Exercise prompt =
Give back exactly the lines of the data below, starting with the line that has "pub fn len(&self)" and going on through the line that has "pub fn read<R: Read>(reader: R, origin: &Path)".

_ _ _ _ _ _ _

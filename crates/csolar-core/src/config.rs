// SPDX-License-Identifier: MIT
// Copyright (c) 2026 StarTuz

use crate::aggregate::{StatePolicy, YearRange};
use serde::{Deserialize, Serialize};
use std::fs;
use std::path::{Path, PathBuf};
use thiserror::Error;

pub const SETTINGS_FILE: &str = "settings.json";

#[derive(Error, Debug)]
pub enum ConfigError {
    #[error("Failed to read or write {path:?}: {source}")]
    Io {
        path: PathBuf,
        #[source]
        source: std::io::Error,
    },
    #[error("Failed to parse {path:?}: {source}")]
    Parse {
        path: PathBuf,
        #[source]
        source: serde_json::Error,
    },
    #[error("first_year {first} is after last_year {last}")]
    InvalidYears { first: i32, last: i32 },
}

#[derive(Debug, Clone, PartialEq, Serialize, Deserialize)]
#[serde(default)]
pub struct AtlasConfig {
    pub installations_path: PathBuf,
    pub lookup_path: PathBuf,
    pub first_year: i32,
    pub last_year: i32,
    pub state_policy: StatePolicy,
}

impl Default for AtlasConfig {
    fn default() -> Self {
        let years = YearRange::default();
        Self {
            installations_path: PathBuf::from("./PowerData/FY2024.csv"),
            lookup_path: PathBuf::from("./PowerData/CityLatLng.csv"),
            first_year: years.first,
            last_year: years.last,
            state_policy: StatePolicy::default(),
        }
    }
}

impl AtlasConfig {
    pub fn default_path() -> PathBuf {
        crate::get_config_root().join(SETTINGS_FILE)
    }

    /// Missing file gives defaults.
    pub fn load_from<P: AsRef<Path>>(path: P) -> Result<Self, ConfigError> {
        let path = path.as_ref();
        if !path.exists() {
            return Ok(Self::default());
        }

        let content = fs::read_to_string(path).map_err(|source| ConfigError::Io {
            path: path.to_path_buf(),
            source,
        })?;
        let config: Self = serde_json::from_str(&content).map_err(|source| ConfigError::Parse {
            path: path.to_path_buf(),
            source,
        })?;
        config.year_range()?;
        Ok(config)
    }

    pub fn save_to<P: AsRef<Path>>(&self, path: P) -> Result<(), ConfigError> {
        let path = path.as_ref();
        let io_err = |source| ConfigError::Io {
            path: path.to_path_buf(),
            source,
        };

        if let Some(parent) = path.parent() {
            if !parent.as_os_str().is_empty() && !parent.exists() {
                fs::create_dir_all(parent).map_err(io_err)?;
            }
        }

        let content = serde_json::to_string_pretty(self).map_err(|source| ConfigError::Parse {
            path: path.to_path_buf(),
            source,
        })?;
        fs::write(path, content).map_err(io_err)
    }

    /// Command-line values win over whatever the settings file held.
    pub fn with_overrides(
        mut self,
        installations: Option<PathBuf>,
        lookup: Option<PathBuf>,
        all_states: bool,
    ) -> Self {
        if let Some(path) = installations {
            self.installations_path = path;
        }
        if let Some(path) = lookup {
            self.lookup_path = path;
        }
        if all_states {
            self.state_policy = StatePolicy::AllStates;
        }
        self
    }

    pub fn year_range(&self) -> Result<YearRange, ConfigError> {
        YearRange::new(self.first_year, self.last_year).map_err(|_| ConfigError::InvalidYears {
            first: self.first_year,
            last: self.last_year,
        })
    }
}
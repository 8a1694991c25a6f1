// SPDX-License-Identifier: MIT
// Copyright (c) 2026 StarTuz

use log::info;
use std::fs::File;
use std::io::Read;
use std::path::{Path, PathBuf};
use thiserror::Error;

pub const COL_PROJECT_NAME: &str = "Project Name";
pub const COL_UTILITY: &str = "Utility";
pub const COL_CITY: &str = "City";
pub const COL_STATE: &str = "State";
pub const COL_SYSTEM_SIZE: &str = "System Size (kW-AC)";
pub const COL_INTERCONNECTION_YEAR: &str = "Year of Interconnection";
pub const COL_DATASET_YEAR: &str = "Year";
pub const COL_LAT: &str = "lat";
pub const COL_LNG: &str = "lng";

pub const INSTALLATION_COLUMNS: [&str; 4] = [
    COL_CITY,
    COL_STATE,
    COL_SYSTEM_SIZE,
    COL_INTERCONNECTION_YEAR,
];
pub const LOOKUP_COLUMNS: [&str; 4] = [COL_STATE, COL_CITY, COL_LAT, COL_LNG];

#[derive(Error, Debug)]
pub enum LoadError {
    #[error("Failed to open {path:?}: {source}")]
    Io {
        path: PathBuf,
        #[source]
        source: std::io::Error,
    },
    #[error("Failed to parse CSV {path:?}: {source}")]
    Csv {
        path: PathBuf,
        #[source]
        source: csv::Error,
    },
    #[error("{path:?} has no '{column}' column")]
    MissingColumn { path: PathBuf, column: String },
}

/// A CSV table as read from disk: header names and string cells, untouched.
#[derive(Debug, Clone, Default, PartialEq)]
pub struct RawTable {
    pub headers: Vec<String>,
    pub rows: Vec<Vec<String>>,
}

impl RawTable {
    /// Index of the first header named exactly `name`.
    pub fn column(&self, name: &str) -> Option<usize> {
        self.headers.iter().position(|h| h == name)
    }

    pub fn len(&self) -> usize {
        self.rows.len()
    }

    pub fn is_empty(&self) -> bool {
        self.rows.is_empty()
    }

    /// Reads a headed CSV stream, decoding every byte as ISO-8859-1.
    ///
    /// `origin` only labels errors; nothing is read from it.
    pub fn read<R: Read>(reader: R, origin: &Path) -> Result<Self, LoadError> {
        let csv_err = |source| LoadError::Csv {
            path: origin.to_path_buf(),
            source,
        };

        let mut rdr = csv::ReaderBuilder::new()
            .has_headers(true)
            .from_reader(reader);

        let headers = rdr
            .byte_headers()
            .map_err(csv_err)?
            .iter()
            .map(latin1)
            .collect();

        let mut rows = Vec::new();
        for result in rdr.byte_records() {
            let record = result.map_err(csv_err)?;
            rows.push(record.iter().map(latin1).collect());
        }

        Ok(Self { headers, rows })
    }

    fn read_file(path: &Path) -> Result<Self, LoadError> {
        let file = File::open(path).map_err(|source| LoadError::Io {
            path: path.to_path_buf(),
            source,
        })?;
        Self::read(file, path)
    }

    fn require_columns(&self, columns: &[&str], path: &Path) -> Result<(), LoadError> {
        match columns.iter().find(|c| self.column(c).is_none()) {
            Some(missing) => Err(LoadError::MissingColumn {
                path: path.to_path_buf(),
                column: missing.to_string(),
            }),
            None => Ok(()),
        }
    }
}

/// ISO-8859-1 maps each byte to the code point of the same value.
pub fn latin1(bytes: &[u8]) -> String {
    bytes.iter().map(|&b| char::from(b)).collect()
}

/// Loads the installation table (one row per community solar project).
pub fn load_installations<P: AsRef<Path>>(path: P) -> Result<RawTable, LoadError> {
    let path = path.as_ref();
    let table = RawTable::read_file(path)?;
    table.require_columns(&INSTALLATION_COLUMNS, path)?;
    info!(
        "Loaded installation table — rows={} path={}",
        table.len(),
        path.display()
    );
    Ok(table)
}

/// Loads the (State, City) -> (lat, lng) lookup table.
pub fn load_lookup<P: AsRef<Path>>(path: P) -> Result<RawTable, LoadError> {
    let path = path.as_ref();
    let table = RawTable::read_file(path)?;
    table.require_columns(&LOOKUP_COLUMNS, path)?;
    info!(
        "Loaded coordinate lookup — rows={} path={}",
        table.len(),
        path.display()
    );
    Ok(table)
}
//! # vivid-core
//!
//! Core crate for VividVerse credentials. Contains the configuration
//! schemas and the unified error system shared by the auth crate and the
//! operator CLI.
//!
//! This crate has **no** internal dependencies on other VividVerse crates.

pub mod config;
pub mod error;
pub mod result;

pub use error::AppError;
pub use result::AppResult;
//! Integration tests for the registration, login, and password-change flow.

mod helpers;

use rstest::rstest;

use vivid_auth::password::{Candidate, CredentialHasher, CredentialRecord, VerdictReason};
use vivid_auth::provisioning::{PasswordChange, Registration};

#[test]
fn test_register_then_login() {
    let mut accounts = helpers::TestAccounts::new();
    let candidate = Candidate::new("john", "SecurePass123").with_display_name("John Doe");

    let outcome = accounts.register(&candidate);
    assert!(matches!(outcome, Registration::Accepted(_)));

    assert!(accounts.login("john", "SecurePass123"));
    assert!(!accounts.login("john", "securepass123"));
    assert!(!accounts.login("nobody", "SecurePass123"));
}

#[test]
fn test_rejected_registration_stores_nothing() {
    let mut accounts = helpers::TestAccounts::new();
    let candidate = Candidate::new("user", "doe123X9").with_display_name("John Doe");

    match accounts.register(&candidate) {
        Registration::Rejected(verdict) => {
            assert_eq!(verdict.reason(), VerdictReason::ContainsDisplayName);
            assert!(verdict.detail().is_some());
        }
        Registration::Accepted(_) => panic!("expected rejection"),
    }
    assert!(accounts.record("user").is_none());
    assert!(!accounts.login("user", "doe123X9"));
}

#[rstest]
#[case("john", "john123", None, VerdictReason::TooShort)]
#[case("john", "John1234", None, VerdictReason::ContainsUsername)]
#[case("user123", "doe123X9", Some("John Doe"), VerdictReason::ContainsUsername)]
#[case("alice", "VividVerse2024", None, VerdictReason::TooCommon)]
#[case("alice", "Qwerty123", None, VerdictReason::TooCommon)]
#[case("alice", "", None, VerdictReason::MissingInput)]
fn test_registration_reasons(
    #[case] username: &str,
    #[case] password: &str,
    #[case] display_name: Option<&str>,
    #[case] expected: VerdictReason,
) {
    let service = helpers::test_service();
    let mut candidate = Candidate::new(username, password);
    if let Some(name) = display_name {
        candidate = candidate.with_display_name(name);
    }

    match service.register(&candidate).expect("register") {
        Registration::Rejected(verdict) => assert_eq!(verdict.reason(), expected),
        Registration::Accepted(_) => panic!("expected {expected:?}"),
    }
}

#[test]
fn test_password_change_replaces_record() {
    let mut accounts = helpers::TestAccounts::new();
    accounts.register(&Candidate::new("john", "SecurePass123"));
    let original = accounts.record("john").cloned().expect("record");

    let outcome = accounts.change_password("SecurePass123", &Candidate::new("john", "FreshSecret789"));
    assert!(matches!(outcome, PasswordChange::Changed(_)));

    let replaced = accounts.record("john").cloned().expect("record");
    assert_ne!(original, replaced);
    assert!(accounts.login("john", "FreshSecret789"));
    assert!(!accounts.login("john", "SecurePass123"));
}

#[test]
fn test_password_change_failures_keep_record() {
    let mut accounts = helpers::TestAccounts::new();
    accounts.register(&Candidate::new("john", "SecurePass123"));
    let original = accounts.record("john").cloned().expect("record");

    assert_eq!(
        accounts.change_password("NotMyPass123", &Candidate::new("john", "FreshSecret789")),
        PasswordChange::CurrentPasswordInvalid
    );
    assert_eq!(
        accounts.change_password("SecurePass123", &Candidate::new("john", "SecurePass123")),
        PasswordChange::SameAsCurrent
    );
    assert!(matches!(
        accounts.change_password("SecurePass123", &Candidate::new("john", "Johnny2024x")),
        PasswordChange::Rejected(_)
    ));

    assert_eq!(accounts.record("john"), Some(&original));
    assert!(accounts.login("john", "SecurePass123"));
}

#[test]
fn test_records_from_storage_verify() {
    let service = helpers::test_service();
    let record = service
        .hasher()
        .hash("SecurePass123")
        .expect("hash");

    // Round-trip through the caller's storage as plain text.
    let stored = record.clone().into_string();
    let loaded = CredentialRecord::from_stored(stored);

    assert_eq!(loaded, record);
    assert!(service.login(Some(&loaded), "SecurePass123"));
    assert!(!service.hasher().needs_rehash(&loaded));
}

#[test]
fn test_legacy_bcrypt_record_migrates_on_login() {
    let service = helpers::test_service();
    let legacy = CredentialRecord::from_stored(bcrypt::hash("SecurePass123", 4).expect("bcrypt"));

    assert!(service.login(Some(&legacy), "SecurePass123"));
    assert!(!service.login(Some(&legacy), "WrongPass123"));
    assert!(service.hasher().needs_rehash(&legacy));

    let upgraded = service.hasher().hash("SecurePass123").expect("hash");
    assert_eq!(upgraded.algorithm(), Some("argon2id"));
    assert!(service.login(Some(&upgraded), "SecurePass123"));
    assert!(!service.hasher().needs_rehash(&upgraded));
}

#[test]
fn test_corrupt_records_fail_closed() {
    let service = helpers::test_service();
    let record = service.hasher().hash("SecurePass123").expect("hash");
    let text = record.as_str();

    // Change one character well inside the digest.
    let position = text.len() - 10;
    let original = &text[position..position + 1];
    let replacement = if original == "A" { "B" } else { "A" };
    let flipped = format!("{}{}{}", &text[..position], replacement, &text[position + 1..]);

    for corrupt in [
        String::new(),
        "not a record".to_string(),
        text[..text.len() - 5].to_string(),
        flipped,
    ] {
        let record = CredentialRecord::from_stored(corrupt);
        assert!(!service.login(Some(&record), "SecurePass123"));
    }
}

_ _ _ _ _ _ _

Reply =
    pub fn len(&self) -> usize {
        self.rows.len()
    }

    pub fn is_empty(&self) -> bool {
        self.rows.is_empty()
    }

    /// Reads a headed CSV stream, decoding every byte as ISO-8859-1.
    ///
    /// `origin` only labels errors; nothing is read from it.
    pub fn read<R: Read>(reader: R, origin: &Path) -> Result<Self, LoadError> {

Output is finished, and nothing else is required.